Behind the jester came a groom and a milkmaid, leaning in to share a kiss, then pulling apart. There was a scullery maid reaching for a sweet, and a kitchen boy cradling a big, tawny ham. A stiff-backed guard walked to and fro, rifle over his shoulder; another dozed in an alcove. Cats prowled. Dogs snored. A rat nibbled at a wheel of cheese. A lady-in-waiting mended a gown, her needle going in and out, in and out. A regally beautiful woman read by candlelight, her hands covered in rings, her silk dressing gown flowing around her legs. A handsome man dressed in a fur-lined robe played chess with his valet, moving his king into check and out again. As the figures proceeded along the track, the doors on the clock’s right side opened. The jester led the court through them, and when the last one—a little page boy holding a chamber pot—had disappeared into the darkness, the music stopped and the doors swung shut with a rush of air so soft and sad, it sounded like a sigh.

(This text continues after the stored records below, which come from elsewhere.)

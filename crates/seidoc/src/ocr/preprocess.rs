//! Raster cleanup before recognition: grayscale, contrast, binarization, median filter.

use super::types::ImagePreprocessingConfig;
use image::{DynamicImage, GrayImage};
use imageproc::contrast::{ThresholdType, threshold};
use imageproc::filter::median_filter;

pub fn preprocess_page(page: &DynamicImage, config: &ImagePreprocessingConfig) -> GrayImage {
    let mut gray = page.to_luma8();
    enhance_contrast(&mut gray, config.contrast);
    let binary = threshold(&gray, config.binarize_threshold, ThresholdType::Binary);
    if config.median_radius > 0 {
        median_filter(&binary, config.median_radius, config.median_radius)
    } else {
        binary
    }
}

/// Scale each pixel's distance from the mean luminance by `factor`.
pub fn enhance_contrast(image: &mut GrayImage, factor: f32) {
    let pixel_count = u64::from(image.width()) * u64::from(image.height());
    if pixel_count == 0 || (factor - 1.0).abs() < f32::EPSILON {
        return;
    }

    let total: u64 = image.pixels().map(|p| u64::from(p.0[0])).sum();
    let mean = (total as f64 / pixel_count as f64).round() as f32;

    for pixel in image.pixels_mut() {
        let value = mean + factor * (f32::from(pixel.0[0]) - mean);
        pixel.0[0] = value.round().clamp(0.0, 255.0) as u8;
    }
}
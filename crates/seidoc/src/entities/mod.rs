//! Structured fields from normalized document text.
//!
//! [`EntityExtractor::extract`] turns an [`ExtractedText`] into an
//! [`ExtractedRecord`]: subject name and emails through the injected
//! [`EntityRecognizer`], CPF/CNPJ through their checksum validators,
//! addresses per page block with their provenance, and counterparts.

pub mod addresses;
pub mod counterparts;
pub mod recognizer;

pub use addresses::{AddressScanner, detect_block_source};
pub use counterparts::extract_counterparts;
pub use recognizer::RuleBasedRecognizer;

use crate::identifiers::{NationalIdentifier, ProcessIdentifier};
use crate::plugins::{EntityLabel, EntityRecognizer};
use crate::types::{AddressRecord, ExtractedRecord, ExtractedText};
use once_cell::sync::Lazy;
use regex::Regex;
use std::collections::BTreeSet;
use std::sync::Arc;

static CNPJ_CANDIDATE: Lazy<Regex> =
    Lazy::new(|| Regex::new(r"CNPJ:\s*([\d./-]{14,18})").expect("CNPJ regex pattern is valid and should compile"));
static CPF_CANDIDATE: Lazy<Regex> =
    Lazy::new(|| Regex::new(r"CPF:\s*([\d./-]{11,14})").expect("CPF regex pattern is valid and should compile"));

const FIELD_LABELS: &str = r"Endere[cç]o|End|Cidade|Bairro|Estado|UF|CEP|Munic[ií]pio|Complemento|Telefone|E-?mail|CNPJ|CPF|OAB";

static LINE_BREAK_LABEL: Lazy<Regex> = Lazy::new(|| {
    Regex::new(&format!(r"(?i)[\n\r\x0C]\s*(?:{})\b", FIELD_LABELS))
        .expect("Line break label regex pattern is valid and should compile")
});
static TRAILING_LABEL: Lazy<Regex> = Lazy::new(|| {
    Regex::new(&format!(r"(?i)(?:^|\s+)(?:{})\s*$", FIELD_LABELS))
        .expect("Trailing label regex pattern is valid and should compile")
});
static WHITESPACE: Lazy<Regex> =
    Lazy::new(|| Regex::new(r"\s+").expect("Whitespace regex pattern is valid and should compile"));

/// Cut a greedy capture back to its own field.
///
/// Captures that run across lines stop where a line opens with another
/// field label; a label word swallowed at the end (the `Cidade` in
/// `Rua X, 10 Cidade: ...`) is dropped. Whitespace collapses to single spaces.
pub(crate) fn tidy_capture(raw: &str) -> String {
    let own_field = match LINE_BREAK_LABEL.find(raw) {
        Some(m) => &raw[..m.start()],
        None => raw,
    };
    let collapsed = WHITESPACE.replace_all(own_field, " ");
    TRAILING_LABEL.replace(collapsed.trim(), "").trim().to_string()
}

/// The first labeled CNPJ, if it passes its checksum.
///
/// Later labels belong to other parties and are never consulted.
pub fn find_cnpj(text: &str) -> Option<NationalIdentifier> {
    CNPJ_CANDIDATE
        .captures(text)
        .and_then(|c| c.get(1))
        .and_then(|m| NationalIdentifier::cnpj(m.as_str()))
}

/// The first labeled CPF, if it passes its checksum.
pub fn find_cpf(text: &str) -> Option<NationalIdentifier> {
    CPF_CANDIDATE
        .captures(text)
        .and_then(|c| c.get(1))
        .and_then(|m| NationalIdentifier::cpf(m.as_str()))
}

/// Address scanning options.
#[derive(Debug, Clone, PartialEq, Eq, serde::Serialize, serde::Deserialize)]
pub struct AddressConfig {
    /// Streets shorter than this (in characters) are treated as noise.
    #[serde(default = "default_min_street_len")]
    pub min_street_len: usize,
    /// Also scan each OCR page with the lenient patterns.
    #[serde(default = "default_scan_ocr_pages")]
    pub scan_ocr_pages: bool,
}

fn default_min_street_len() -> usize {
    15
}

fn default_scan_ocr_pages() -> bool {
    true
}

impl Default for AddressConfig {
    fn default() -> Self {
        Self {
            min_street_len: default_min_street_len(),
            scan_ocr_pages: default_scan_ocr_pages(),
        }
    }
}

#[derive(Clone)]
pub struct EntityExtractor {
    recognizer: Arc<dyn EntityRecognizer>,
    config: AddressConfig,
}

impl EntityExtractor {
    pub fn new(recognizer: Arc<dyn EntityRecognizer>, config: AddressConfig) -> Self {
        Self { recognizer, config }
    }

    /// Build the record for one document.
    ///
    /// `page_addresses` are addresses already found on individual OCR pages;
    /// they are appended after the block addresses. Missing fields stay
    /// empty; a failing recognizer only costs the name and emails.
    pub fn extract(
        &self,
        process: ProcessIdentifier,
        text: &ExtractedText,
        page_addresses: Vec<AddressRecord>,
    ) -> ExtractedRecord {
        let content = text.content.as_str();
        let entities = match self.recognizer.recognize(content) {
            Ok(entities) => entities,
            Err(e) => {
                tracing::warn!(recognizer = self.recognizer.name(), error = %e, "entity recognition failed");
                Vec::new()
            }
        };

        let subject_name = entities
            .iter()
            .filter(|e| e.is_name())
            .min_by_key(|e| e.start)
            .map(|e| e.text.trim().to_string())
            .filter(|name| !name.is_empty());

        let emails: BTreeSet<String> = entities
            .iter()
            .filter(|e| e.label == EntityLabel::Email)
            .map(|e| e.text.trim().to_string())
            .filter(|email| !email.is_empty())
            .collect();

        let scanner = AddressScanner::labeled(self.config.min_street_len);
        let mut addresses: Vec<AddressRecord> = text
            .blocks()
            .flat_map(|block| scanner.scan(block, &detect_block_source(block)))
            .collect();
        addresses.extend(page_addresses);

        let record = ExtractedRecord {
            process,
            subject_name,
            cpf: find_cpf(content),
            cnpj: find_cnpj(content),
            emails: emails.into_iter().collect(),
            addresses,
            counterparts: extract_counterparts(content),
            provenance: text.provenance,
        };

        tracing::debug!(
            process = %record.process,
            addresses = record.addresses.len(),
            emails = record.emails.len(),
            has_identifier = record.identifier().is_some(),
            "entities extracted"
        );

        record
    }
}
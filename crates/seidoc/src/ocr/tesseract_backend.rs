//! Tesseract invoked as a subprocess: `tesseract <image> stdout --psm N --oem N -l LANG`.

use super::subprocess::run_bounded;
use crate::Result;
use crate::SeidocError;
use crate::ocr::error::OcrError;
use crate::ocr::types::TesseractConfig;
use crate::plugins::{OcrBackend, Plugin};
use async_trait::async_trait;
use std::path::{Path, PathBuf};
use tokio::process::Command;

/// Per-page recognition timeout when none is configured.
pub const DEFAULT_TESSERACT_TIMEOUT_SECS: u64 = 120;

pub struct TesseractCliBackend {
    binary: PathBuf,
    timeout_secs: u64,
}

impl TesseractCliBackend {
    pub fn new(binary: impl Into<PathBuf>, timeout_secs: u64) -> Self {
        Self {
            binary: binary.into(),
            timeout_secs,
        }
    }
}

impl Default for TesseractCliBackend {
    fn default() -> Self {
        Self::new("tesseract", DEFAULT_TESSERACT_TIMEOUT_SECS)
    }
}

impl Plugin for TesseractCliBackend {
    fn name(&self) -> &str {
        "tesseract-cli"
    }

    fn version(&self) -> String {
        env!("CARGO_PKG_VERSION").to_string()
    }

    fn initialize(&self) -> Result<()> {
        match std::process::Command::new(&self.binary).arg("--version").output() {
            Ok(output) if output.status.success() => Ok(()),
            Ok(_) | Err(_) => Err(SeidocError::MissingDependency(format!(
                "tesseract not runnable at '{}' - install tesseract-ocr with the 'por' language pack",
                self.binary.display()
            ))),
        }
    }

    fn shutdown(&self) -> Result<()> {
        Ok(())
    }

    fn description(&self) -> &str {
        "Tesseract OCR through its command-line interface"
    }
}

#[async_trait]
impl OcrBackend for TesseractCliBackend {
    async fn process_file(&self, path: &Path, config: &TesseractConfig) -> Result<String> {
        config.validate().map_err(OcrError::InvalidConfiguration)?;

        let mut command = Command::new(&self.binary);
        command
            .arg(path)
            .arg("stdout")
            .arg("--psm")
            .arg(config.psm.to_string())
            .arg("--oem")
            .arg(config.oem.to_string())
            .arg("-l")
            .arg(&config.language);

        tracing::debug!(image = %path.display(), psm = config.psm, lang = %config.language, "running tesseract");
        let output = run_bounded(command, "tesseract", self.timeout_secs).await?;

        String::from_utf8(output.stdout)
            .map_err(|e| SeidocError::parsing_with_source("tesseract produced non-UTF-8 output", e))
    }
}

Beau stood staring at the closed doors, surprised to feel an ache in his heart, sudden and deep. The other thieves, ardent with greed, hooted and whistled.
“Did you see that fur robe? It’s mine, boys!”
“Keep it! I’m taking m’lady’s rings!”
“We’ll take it all. Break down the doors!” Raphael commanded.
Two of the men grabbed a heavy chair and dragged it toward one pair of doors, ready to batter them open.
They were all making so much noise, they didn’t hear the throaty growling. Not at first.
It seeped into the room like blood through water, moving sinuously beneath the raucous laughter, but then it grew deeper, winding itself around the thieves like a riptide. By the time they realized they were in danger, it was too late. Their laughter fell away. Their shouts died.
“What is that?” Ramon asked, his voice barely a whisper.
“It’s coming from there,” Beau said tersely, nodding at the entry hall.
The thieves had walked through it on their way to the great hall. Only moments ago, the room had been ablaze with light; now it was shrouded in darkness.
“Arm yourselves,” Raphael commanded.
The men scrambled for their weapons. There was a great sucking whoosh and the fire went out. One by one, the candle flames died. Only the moon’s pale rays, slanting in through high windows, illuminated the great hall now.
“What the devil is going on?” Rodrigo shouted.
The growling rose. Whatever was making the sound was coming closer. Terror tightened Beau’s grip on his dagger. Visions appeared in his head of ripping teeth and slashing claws, of deep, spurting wounds.
Cold air rushed in, carrying the smell of evergreens with it, and then the darkness in the doorway parted like a pair of velvet curtains.
“Mother of God,” Raphael whispered.
He managed to fire one shot before the creature was on him.